"Fight Song" is a song recorded by American singer and songwriter Rachel Platten, released as a single by Columbia Records on February 19, 2015. It appears on her extended play (EP) of the same name (2015) and on her major label debut studio album Trust in Me, and third overall, Wildfire (2016). Platten co-wrote the song with Dave Bassett.

The song peaked at number six on the Billboard Hot 100 and topped the charts in the United Kingdom and Poland. It also peaked within the top ten of the singles charts in Australia, Canada, New Zealand and Ireland, and the top twenty in Slovakia. It has sold six million copies in the United States, earning a 6× Platinum certification by the RIAA.

Composition 
In the version published at Musicnotes.com by Platten Music Publishing, the sheet music is in the key of G major with a moderate tempo of 88 beats per minute. The song follows a chord progression of G – D – Em – C, and Platten's vocals span from G3 to E5. Musically, "Fight Song" is a pop rock song backed by a piano.  "Fight Song" starts off with a simple melody played on the piano, as Platten starts to sing the first stanza and pre-chorus which introduces a drum and horns that play throughout. The song ends with an acoustic guitar, as Platten sings the outro.

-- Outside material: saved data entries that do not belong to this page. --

use serde::{Deserialize, Serialize};
use std::fmt;

/// Label reported when the classifier is not confident enough
pub const UNKNOWN_FOOD: &str = "Unknown food";

/// Source tag of a record no provider could resolve
pub const NOT_FOUND_SOURCE: &str = "Not Found";

/// Serving size reported on a not-found record
pub const UNKNOWN_SERVING: &str = "Unknown";

/// Portion-size bucket
#[derive(Debug, Clone, Copy, PartialEq, Eq, Hash, Serialize, Deserialize)]
#[serde(rename_all = "lowercase")]
pub enum FoodSize {
    Small,
    Medium,
    Large,
    Unknown,
}

impl FoodSize {
    pub fn as_str(&self) -> &'static str {
        match self {
            FoodSize::Small => "small",
            FoodSize::Medium => "medium",
            FoodSize::Large => "large",
            FoodSize::Unknown => "unknown",
        }
    }
}

impl fmt::Display for FoodSize {
    fn fmt(&self, f: &mut fmt::Formatter<'_>) -> fmt::Result {
        f.write_str(self.as_str())
    }
}

/// One candidate class and its probability
#[derive(Debug, Clone, PartialEq, Serialize, Deserialize)]
pub struct ClassScore {
    pub class: String,
    pub score: f32,
}

impl ClassScore {
    pub fn new(class: impl Into<String>, score: f32) -> Self {
        Self {
            class: class.into(),
            score,
        }
    }
}

/// Per-region detail kept on a prediction for observability
#[derive(Debug, Clone, PartialEq, Serialize, Deserialize)]
pub struct RegionOutcome {
    /// Label the classifier produced for the region
    pub label: String,
    /// Classifier score
    pub score: f32,
    /// Detector score, `None` for the implicit full-image region
    pub detection_score: Option<f32>,
    /// Whether the confidence gate accepted the region
    pub accepted: bool,
    /// Best classifier candidates, highest first
    #[serde(default, skip_serializing_if = "Vec::is_empty")]
    pub top_k: Vec<ClassScore>,
}

/// Result of one inference call.
///
/// Fields are private so the unknown invariant cannot be broken after
/// construction: an unknown result always carries `["Unknown food"]` together
/// with the measured (rejected) confidence.
#[derive(Debug, Clone, PartialEq, Serialize, Deserialize)]
#[serde(try_from = "PredictionResultFields")]
pub struct PredictionResult {
    class: String,
    items: Vec<String>,
    confidence: f32,
    is_unknown: bool,
    size: FoodSize,
    is_mock: bool,
    regions: Vec<RegionOutcome>,
}

/// Deserialized shape of a [`PredictionResult`], checked before use
#[derive(Deserialize)]
struct PredictionResultFields {
    class: String,
    items: Vec<String>,
    confidence: f32,
    is_unknown: bool,
    size: FoodSize,
    #[serde(default)]
    is_mock: bool,
    #[serde(default)]
    regions: Vec<RegionOutcome>,
}

impl TryFrom<PredictionResultFields> for PredictionResult {
    type Error = String;

    fn try_from(fields: PredictionResultFields) -> Result<Self, Self::Error> {
        if !fields.confidence.is_finite() || !(0.0..=1.0).contains(&fields.confidence) {
            return Err(format!("confidence {} outside [0, 1]", fields.confidence));
        }

        let result = if fields.is_unknown {
            if fields.items != [UNKNOWN_FOOD] || fields.class != UNKNOWN_FOOD {
                return Err(format!("unknown prediction must only carry {:?}", UNKNOWN_FOOD));
            }
            if fields.size != FoodSize::Unknown {
                return Err("unknown prediction cannot have a size".to_string());
            }
            PredictionResult::unknown(fields.confidence)
        } else {
            if fields.items.is_empty() || fields.items.iter().any(|item| item == UNKNOWN_FOOD) {
                return Err("accepted prediction needs real items".to_string());
            }
            if fields.class != fields.items[0] {
                return Err("class must be the first item".to_string());
            }
            PredictionResult::accepted(fields.items, fields.confidence, fields.size)
        };

        Ok(result.with_mock(fields.is_mock).with_regions(fields.regions))
    }
}

impl PredictionResult {
    /// Accepted prediction. Falls back to [`PredictionResult::unknown`] when
    /// `items` is empty.
    pub fn accepted(items: Vec<String>, confidence: f32, size: FoodSize) -> Self {
        if items.is_empty() {
            return Self::unknown(confidence);
        }

        Self {
            class: items[0].clone(),
            items,
            confidence: clamp_unit(confidence),
            is_unknown: false,
            size,
            is_mock: false,
            regions: Vec::new(),
        }
    }

    /// Rejected prediction carrying the measured top score
    pub fn unknown(confidence: f32) -> Self {
        Self {
            class: UNKNOWN_FOOD.to_string(),
            items: vec![UNKNOWN_FOOD.to_string()],
            confidence: clamp_unit(confidence),
            is_unknown: true,
            size: FoodSize::Unknown,
            is_mock: false,
            regions: Vec::new(),
        }
    }

    /// Flag the result as produced by the mock generator
    pub fn with_mock(mut self, is_mock: bool) -> Self {
        self.is_mock = is_mock;
        self
    }

    /// Attach per-region details
    pub fn with_regions(mut self, regions: Vec<RegionOutcome>) -> Self {
        self.regions = regions;
        self
    }

    /// Primary label (first item)
    pub fn class(&self) -> &str {
        &self.class
    }

    pub fn items(&self) -> &[String] {
        &self.items
    }

    pub fn confidence(&self) -> f32 {
        self.confidence
    }

    pub fn is_unknown(&self) -> bool {
        self.is_unknown
    }

    pub fn size(&self) -> FoodSize {
        self.size
    }

    pub fn is_mock(&self) -> bool {
        self.is_mock
    }

    pub fn regions(&self) -> &[RegionOutcome] {
        &self.regions
    }

    /// Labels that should be resolved to nutrition records
    pub fn accepted_items(&self) -> &[String] {
        if self.is_unknown {
            &[]
        } else {
            &self.items
        }
    }
}

fn clamp_unit(value: f32) -> f32 {
    if value.is_finite() {
        value.clamp(0.0, 1.0)
    } else {
        0.0
    }
}

/// Input key of a nutrition lookup
#[derive(Debug, Clone, PartialEq, Eq, Serialize, Deserialize)]
pub struct NutritionQuery {
    pub food_name: String,
}

impl NutritionQuery {
    pub fn new(food_name: impl Into<String>) -> Self {
        Self {
            food_name: food_name.into(),
        }
    }

    /// Cache key: lowercase, trimmed, inner whitespace collapsed
    pub fn normalized_key(&self) -> String {
        self.food_name
            .split_whitespace()
            .map(|part| part.to_lowercase())
            .collect::<Vec<_>>()
            .join(" ")
    }

    pub fn is_blank(&self) -> bool {
        self.food_name.trim().is_empty()
    }
}

/// Where a nutrition record came from
#[derive(Debug, Clone, Copy, PartialEq, Eq, Hash, Serialize, Deserialize)]
pub enum NutritionSource {
    Edamam,
    #[serde(rename = "USDA")]
    Usda,
    Spoonacular,
    OpenFoodFacts,
    #[serde(rename = "Not Found")]
    NotFound,
}

impl NutritionSource {
    pub fn as_str(&self) -> &'static str {
        match self {
            NutritionSource::Edamam => "Edamam",
            NutritionSource::Usda => "USDA",
            NutritionSource::Spoonacular => "Spoonacular",
            NutritionSource::OpenFoodFacts => "OpenFoodFacts",
            NutritionSource::NotFound => NOT_FOUND_SOURCE,
        }
    }
}

impl fmt::Display for NutritionSource {
    fn fmt(&self, f: &mut fmt::Formatter<'_>) -> fmt::Result {
        f.write_str(self.as_str())
    }
}

/// Canonical nutrition record.
///
/// Numeric fields are always present; [`NutritionRecord::new`] truncates
/// calories to an integer, rounds macronutrients to one decimal and maps
/// negative or non-finite input to zero.
#[derive(Debug, Clone, PartialEq, Serialize, Deserialize)]
pub struct NutritionRecord {
    pub food: String,
    pub serving_size: String,
    pub calories: u32,
    pub protein_g: f64,
    pub carbs_g: f64,
    pub fat_g: f64,
    pub source: NutritionSource,
}

impl NutritionRecord {
    pub fn new(
        food: impl Into<String>,
        serving_size: impl Into<String>,
        calories: f64,
        protein_g: f64,
        carbs_g: f64,
        fat_g: f64,
        source: NutritionSource,
    ) -> Self {
        Self {
            food: food.into(),
            serving_size: serving_size.into(),
            calories: non_negative(calories).trunc().min(u32::MAX as f64) as u32,
            protein_g: round_tenth(non_negative(protein_g)),
            carbs_g: round_tenth(non_negative(carbs_g)),
            fat_g: round_tenth(non_negative(fat_g)),
            source,
        }
    }

    /// Zeroed record returned when every provider came up empty
    pub fn not_found(food: impl Into<String>) -> Self {
        Self {
            food: food.into(),
            serving_size: UNKNOWN_SERVING.to_string(),
            calories: 0,
            protein_g: 0.0,
            carbs_g: 0.0,
            fat_g: 0.0,
            source: NutritionSource::NotFound,
        }
    }

    pub fn is_not_found(&self) -> bool {
        self.source == NutritionSource::NotFound
    }
}

fn non_negative(value: f64) -> f64 {
    if value.is_finite() && value > 0.0 {
        value
    } else {
        0.0
    }
}

fn round_tenth(value: f64) -> f64 {
    (value * 10.0).round() / 10.0
}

It has a duration of three minutes and twenty-two seconds.

Critical reception
"Fight Song" has received positive reviews from critics, who agree that the song's positive message and Platten's vocals were the song's strongest features. A review by Markos Papatados from the Digital Journal stated "The lyrics for 'Fight Song' are captivating and they tug at the heartstrings. It is a track from her Fight Song EP, which was released on May 15. Platten's vocals are crisp and impressive, where the listener can recall such songstresses as Taylor Swift and Tristan Prettyman. Her lyrics are powerful and they paint a vivid picture in the minds of her listeners."

Commercial performance
The song first charted in Australia, debuting at 35 on the ARIA Charts on April 12, 2015. The song eventually peaked at number 2 in Australia on July 12, 2015. It later reached number 8 in New Zealand after first being covered as a charity single by The X Factor top 12.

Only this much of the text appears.